PROBLEM DESCRIPTION: Going down the data below, set down exactly the line with "pub fn parse(s: &str)" and each line after it through the line with "let seconds = (completed_at"; no other lines.

======== DATASET ========

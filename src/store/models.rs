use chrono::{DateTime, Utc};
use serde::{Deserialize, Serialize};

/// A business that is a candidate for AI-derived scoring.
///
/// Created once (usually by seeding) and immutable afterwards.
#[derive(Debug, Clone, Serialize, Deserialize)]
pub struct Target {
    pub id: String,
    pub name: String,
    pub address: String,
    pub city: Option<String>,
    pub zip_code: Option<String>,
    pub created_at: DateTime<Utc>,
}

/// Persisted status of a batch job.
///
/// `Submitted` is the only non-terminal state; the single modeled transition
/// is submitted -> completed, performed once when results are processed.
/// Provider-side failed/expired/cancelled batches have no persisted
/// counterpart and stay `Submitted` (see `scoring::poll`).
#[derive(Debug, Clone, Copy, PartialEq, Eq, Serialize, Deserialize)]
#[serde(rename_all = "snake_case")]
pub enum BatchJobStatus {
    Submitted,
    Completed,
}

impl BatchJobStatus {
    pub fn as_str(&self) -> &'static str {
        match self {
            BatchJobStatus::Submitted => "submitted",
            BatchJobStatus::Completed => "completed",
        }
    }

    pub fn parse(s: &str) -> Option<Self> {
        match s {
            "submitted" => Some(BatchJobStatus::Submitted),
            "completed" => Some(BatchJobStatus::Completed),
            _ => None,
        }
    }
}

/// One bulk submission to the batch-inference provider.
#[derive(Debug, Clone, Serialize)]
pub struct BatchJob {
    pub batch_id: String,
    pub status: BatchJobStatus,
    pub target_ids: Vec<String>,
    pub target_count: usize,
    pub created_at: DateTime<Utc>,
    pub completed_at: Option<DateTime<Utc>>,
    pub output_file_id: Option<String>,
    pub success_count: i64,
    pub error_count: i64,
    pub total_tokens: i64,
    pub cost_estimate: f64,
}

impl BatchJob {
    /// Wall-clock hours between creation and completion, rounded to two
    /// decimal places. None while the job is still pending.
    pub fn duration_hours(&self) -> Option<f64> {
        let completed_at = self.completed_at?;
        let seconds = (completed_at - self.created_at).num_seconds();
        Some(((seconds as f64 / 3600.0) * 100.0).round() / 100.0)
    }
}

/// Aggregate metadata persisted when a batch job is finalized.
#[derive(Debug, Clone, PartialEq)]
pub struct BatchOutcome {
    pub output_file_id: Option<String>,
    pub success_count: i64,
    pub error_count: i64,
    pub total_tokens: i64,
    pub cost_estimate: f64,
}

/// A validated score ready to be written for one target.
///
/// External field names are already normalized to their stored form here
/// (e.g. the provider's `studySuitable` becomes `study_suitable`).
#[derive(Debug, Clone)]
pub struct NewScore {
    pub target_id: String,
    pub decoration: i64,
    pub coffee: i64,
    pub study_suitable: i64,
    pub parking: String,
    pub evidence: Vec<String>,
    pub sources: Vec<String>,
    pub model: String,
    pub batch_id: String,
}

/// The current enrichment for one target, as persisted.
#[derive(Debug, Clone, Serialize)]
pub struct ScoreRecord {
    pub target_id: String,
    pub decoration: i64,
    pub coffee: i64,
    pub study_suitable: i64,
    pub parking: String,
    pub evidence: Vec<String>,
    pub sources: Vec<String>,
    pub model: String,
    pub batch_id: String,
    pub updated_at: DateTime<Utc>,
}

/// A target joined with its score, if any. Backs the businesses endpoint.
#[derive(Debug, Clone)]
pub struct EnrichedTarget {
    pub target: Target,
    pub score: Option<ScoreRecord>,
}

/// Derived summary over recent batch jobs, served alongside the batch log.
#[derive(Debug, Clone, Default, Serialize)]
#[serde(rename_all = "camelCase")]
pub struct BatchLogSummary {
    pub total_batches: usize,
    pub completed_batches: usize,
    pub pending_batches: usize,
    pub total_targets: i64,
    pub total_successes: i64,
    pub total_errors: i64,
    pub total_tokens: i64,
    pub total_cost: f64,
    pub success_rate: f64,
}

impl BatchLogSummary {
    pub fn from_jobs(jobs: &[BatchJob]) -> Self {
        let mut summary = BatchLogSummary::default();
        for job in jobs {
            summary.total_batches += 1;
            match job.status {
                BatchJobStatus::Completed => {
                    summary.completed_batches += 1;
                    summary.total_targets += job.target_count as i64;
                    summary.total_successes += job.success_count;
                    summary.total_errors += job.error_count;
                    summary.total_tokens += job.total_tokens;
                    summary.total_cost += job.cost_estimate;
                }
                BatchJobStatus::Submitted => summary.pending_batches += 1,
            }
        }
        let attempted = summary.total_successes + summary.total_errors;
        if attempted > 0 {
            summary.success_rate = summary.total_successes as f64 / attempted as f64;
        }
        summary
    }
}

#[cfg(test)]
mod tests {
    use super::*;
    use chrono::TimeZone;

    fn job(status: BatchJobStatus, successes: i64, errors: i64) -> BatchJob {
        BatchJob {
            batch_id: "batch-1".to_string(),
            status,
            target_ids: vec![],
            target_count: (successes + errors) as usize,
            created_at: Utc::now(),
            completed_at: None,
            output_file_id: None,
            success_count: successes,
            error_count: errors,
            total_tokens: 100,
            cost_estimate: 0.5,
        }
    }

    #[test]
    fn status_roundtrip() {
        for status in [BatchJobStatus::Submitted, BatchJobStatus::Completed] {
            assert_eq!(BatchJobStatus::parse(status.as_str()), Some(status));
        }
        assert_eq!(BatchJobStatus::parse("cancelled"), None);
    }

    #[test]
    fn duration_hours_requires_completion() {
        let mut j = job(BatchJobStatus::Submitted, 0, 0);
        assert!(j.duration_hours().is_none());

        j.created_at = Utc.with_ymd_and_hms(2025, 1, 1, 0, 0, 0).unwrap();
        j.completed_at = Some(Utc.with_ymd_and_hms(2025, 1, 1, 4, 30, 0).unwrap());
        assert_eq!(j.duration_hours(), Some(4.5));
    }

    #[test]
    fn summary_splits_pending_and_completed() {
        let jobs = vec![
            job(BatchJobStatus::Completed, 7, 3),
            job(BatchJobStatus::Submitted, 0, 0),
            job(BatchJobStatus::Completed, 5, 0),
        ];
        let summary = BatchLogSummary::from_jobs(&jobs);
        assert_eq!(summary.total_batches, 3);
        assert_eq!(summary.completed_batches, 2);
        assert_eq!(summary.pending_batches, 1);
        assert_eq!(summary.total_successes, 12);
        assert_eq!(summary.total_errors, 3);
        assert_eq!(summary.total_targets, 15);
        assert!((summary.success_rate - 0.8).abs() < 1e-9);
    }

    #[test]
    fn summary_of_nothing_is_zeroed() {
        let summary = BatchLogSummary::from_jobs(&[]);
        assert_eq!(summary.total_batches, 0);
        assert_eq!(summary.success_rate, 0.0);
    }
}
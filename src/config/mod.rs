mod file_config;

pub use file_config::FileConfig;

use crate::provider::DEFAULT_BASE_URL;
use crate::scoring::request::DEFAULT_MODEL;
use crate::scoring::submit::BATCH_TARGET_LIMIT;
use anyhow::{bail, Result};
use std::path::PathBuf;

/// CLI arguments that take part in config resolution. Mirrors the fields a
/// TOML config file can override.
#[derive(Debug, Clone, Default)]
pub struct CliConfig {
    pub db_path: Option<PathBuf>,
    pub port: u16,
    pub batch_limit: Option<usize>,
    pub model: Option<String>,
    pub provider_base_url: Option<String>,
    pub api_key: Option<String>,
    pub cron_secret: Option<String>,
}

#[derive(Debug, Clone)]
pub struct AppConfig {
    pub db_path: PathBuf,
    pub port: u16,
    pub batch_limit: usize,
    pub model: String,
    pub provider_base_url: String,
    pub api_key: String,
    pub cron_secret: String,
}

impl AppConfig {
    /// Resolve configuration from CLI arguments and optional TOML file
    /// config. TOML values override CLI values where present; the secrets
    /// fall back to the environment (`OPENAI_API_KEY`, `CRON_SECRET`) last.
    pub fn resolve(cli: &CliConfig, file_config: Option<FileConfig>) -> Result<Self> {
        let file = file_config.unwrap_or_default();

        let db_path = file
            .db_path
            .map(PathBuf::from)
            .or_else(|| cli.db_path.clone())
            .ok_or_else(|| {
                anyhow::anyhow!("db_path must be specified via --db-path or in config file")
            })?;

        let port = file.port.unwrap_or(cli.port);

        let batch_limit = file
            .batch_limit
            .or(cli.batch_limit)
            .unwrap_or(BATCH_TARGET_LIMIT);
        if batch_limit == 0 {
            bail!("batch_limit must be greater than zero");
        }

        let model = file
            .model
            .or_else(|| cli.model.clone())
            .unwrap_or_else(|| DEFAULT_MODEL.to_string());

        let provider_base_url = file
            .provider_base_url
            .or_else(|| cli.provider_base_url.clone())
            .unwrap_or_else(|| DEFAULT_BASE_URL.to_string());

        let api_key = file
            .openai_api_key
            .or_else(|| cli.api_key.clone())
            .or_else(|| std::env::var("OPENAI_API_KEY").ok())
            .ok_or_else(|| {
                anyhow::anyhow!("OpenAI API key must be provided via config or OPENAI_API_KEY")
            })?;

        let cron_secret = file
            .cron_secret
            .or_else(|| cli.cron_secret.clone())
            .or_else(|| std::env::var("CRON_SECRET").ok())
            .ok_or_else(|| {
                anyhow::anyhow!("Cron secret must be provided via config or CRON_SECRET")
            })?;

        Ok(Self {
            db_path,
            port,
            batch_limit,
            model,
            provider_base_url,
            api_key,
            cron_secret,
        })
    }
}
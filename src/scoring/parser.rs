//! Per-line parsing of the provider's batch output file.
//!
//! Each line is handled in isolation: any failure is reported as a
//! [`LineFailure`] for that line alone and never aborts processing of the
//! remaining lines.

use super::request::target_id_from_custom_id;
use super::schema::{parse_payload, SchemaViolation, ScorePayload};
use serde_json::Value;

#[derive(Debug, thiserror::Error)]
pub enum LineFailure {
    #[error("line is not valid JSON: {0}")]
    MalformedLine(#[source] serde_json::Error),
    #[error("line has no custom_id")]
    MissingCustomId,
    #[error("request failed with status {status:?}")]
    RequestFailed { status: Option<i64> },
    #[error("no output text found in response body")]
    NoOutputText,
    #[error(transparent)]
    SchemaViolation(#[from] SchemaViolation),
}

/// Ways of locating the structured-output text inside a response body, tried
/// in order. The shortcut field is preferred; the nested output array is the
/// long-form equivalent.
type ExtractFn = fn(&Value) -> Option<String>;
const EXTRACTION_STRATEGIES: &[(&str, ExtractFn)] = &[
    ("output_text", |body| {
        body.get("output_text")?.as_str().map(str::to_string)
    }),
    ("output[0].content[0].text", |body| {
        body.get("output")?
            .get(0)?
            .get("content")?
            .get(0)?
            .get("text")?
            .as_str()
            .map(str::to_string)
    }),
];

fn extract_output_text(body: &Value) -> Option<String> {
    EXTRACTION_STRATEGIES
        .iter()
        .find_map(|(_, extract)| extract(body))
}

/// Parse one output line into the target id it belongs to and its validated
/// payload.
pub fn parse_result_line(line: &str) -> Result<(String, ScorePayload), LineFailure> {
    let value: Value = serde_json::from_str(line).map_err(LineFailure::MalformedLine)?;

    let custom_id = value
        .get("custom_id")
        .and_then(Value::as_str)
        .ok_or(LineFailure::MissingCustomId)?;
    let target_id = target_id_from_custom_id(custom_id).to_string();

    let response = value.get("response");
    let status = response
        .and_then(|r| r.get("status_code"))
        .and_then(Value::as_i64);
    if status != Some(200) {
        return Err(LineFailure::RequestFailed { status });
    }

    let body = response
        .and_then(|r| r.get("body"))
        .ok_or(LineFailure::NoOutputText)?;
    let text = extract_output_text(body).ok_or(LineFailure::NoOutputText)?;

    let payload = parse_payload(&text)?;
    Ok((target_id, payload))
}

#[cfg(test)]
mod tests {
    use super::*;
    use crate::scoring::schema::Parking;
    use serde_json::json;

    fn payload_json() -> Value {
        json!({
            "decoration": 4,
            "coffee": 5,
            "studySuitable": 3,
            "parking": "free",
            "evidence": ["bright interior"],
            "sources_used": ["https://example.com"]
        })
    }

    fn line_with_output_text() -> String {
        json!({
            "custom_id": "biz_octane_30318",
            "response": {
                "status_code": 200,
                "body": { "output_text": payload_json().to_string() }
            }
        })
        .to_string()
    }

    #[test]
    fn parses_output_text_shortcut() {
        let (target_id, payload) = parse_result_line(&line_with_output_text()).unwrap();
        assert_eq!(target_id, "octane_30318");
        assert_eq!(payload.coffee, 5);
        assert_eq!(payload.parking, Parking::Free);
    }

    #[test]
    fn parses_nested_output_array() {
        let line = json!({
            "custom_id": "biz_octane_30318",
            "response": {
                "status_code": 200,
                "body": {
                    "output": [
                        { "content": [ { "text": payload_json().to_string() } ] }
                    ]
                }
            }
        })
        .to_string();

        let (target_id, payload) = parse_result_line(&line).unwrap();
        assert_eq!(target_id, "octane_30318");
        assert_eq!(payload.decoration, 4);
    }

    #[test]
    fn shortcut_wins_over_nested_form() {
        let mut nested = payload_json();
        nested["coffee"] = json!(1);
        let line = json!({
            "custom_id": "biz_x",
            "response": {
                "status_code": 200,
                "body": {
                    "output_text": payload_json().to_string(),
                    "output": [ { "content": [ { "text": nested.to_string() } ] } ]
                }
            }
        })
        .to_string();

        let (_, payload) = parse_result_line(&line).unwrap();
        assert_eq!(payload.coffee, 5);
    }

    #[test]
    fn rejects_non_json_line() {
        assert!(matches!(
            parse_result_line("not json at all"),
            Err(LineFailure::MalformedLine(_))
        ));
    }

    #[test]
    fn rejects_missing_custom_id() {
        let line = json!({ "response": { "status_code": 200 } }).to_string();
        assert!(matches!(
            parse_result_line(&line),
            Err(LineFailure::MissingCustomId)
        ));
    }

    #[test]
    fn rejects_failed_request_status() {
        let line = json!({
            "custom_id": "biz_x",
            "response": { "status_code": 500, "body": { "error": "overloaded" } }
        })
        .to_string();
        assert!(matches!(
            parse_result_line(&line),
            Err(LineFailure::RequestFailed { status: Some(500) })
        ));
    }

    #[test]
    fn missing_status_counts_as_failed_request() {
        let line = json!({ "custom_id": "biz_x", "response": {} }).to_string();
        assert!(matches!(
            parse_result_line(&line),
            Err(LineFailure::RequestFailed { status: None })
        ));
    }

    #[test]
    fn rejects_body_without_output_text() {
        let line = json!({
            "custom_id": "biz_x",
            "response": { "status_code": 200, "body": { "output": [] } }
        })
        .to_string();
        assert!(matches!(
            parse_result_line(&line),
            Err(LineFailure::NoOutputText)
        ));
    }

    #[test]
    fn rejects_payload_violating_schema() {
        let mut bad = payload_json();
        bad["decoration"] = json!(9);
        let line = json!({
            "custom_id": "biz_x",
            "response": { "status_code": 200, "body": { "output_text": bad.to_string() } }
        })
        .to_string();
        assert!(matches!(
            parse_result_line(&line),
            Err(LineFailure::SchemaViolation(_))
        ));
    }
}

========

RESULT:
    pub fn parse(s: &str) -> Option<Self> {
        match s {
            "submitted" => Some(BatchJobStatus::Submitted),
            "completed" => Some(BatchJobStatus::Completed),
            _ => None,
        }
    }
}

/// One bulk submission to the batch-inference provider.
#[derive(Debug, Clone, Serialize)]
pub struct BatchJob {
    pub batch_id: String,
    pub status: BatchJobStatus,
    pub target_ids: Vec<String>,
    pub target_count: usize,
    pub created_at: DateTime<Utc>,
    pub completed_at: Option<DateTime<Utc>>,
    pub output_file_id: Option<String>,
    pub success_count: i64,
    pub error_count: i64,
    pub total_tokens: i64,
    pub cost_estimate: f64,
}

impl BatchJob {
    /// Wall-clock hours between creation and completion, rounded to two
    /// decimal places. None while the job is still pending.
    pub fn duration_hours(&self) -> Option<f64> {
        let completed_at = self.completed_at?;
        let seconds = (completed_at - self.created_at).num_seconds();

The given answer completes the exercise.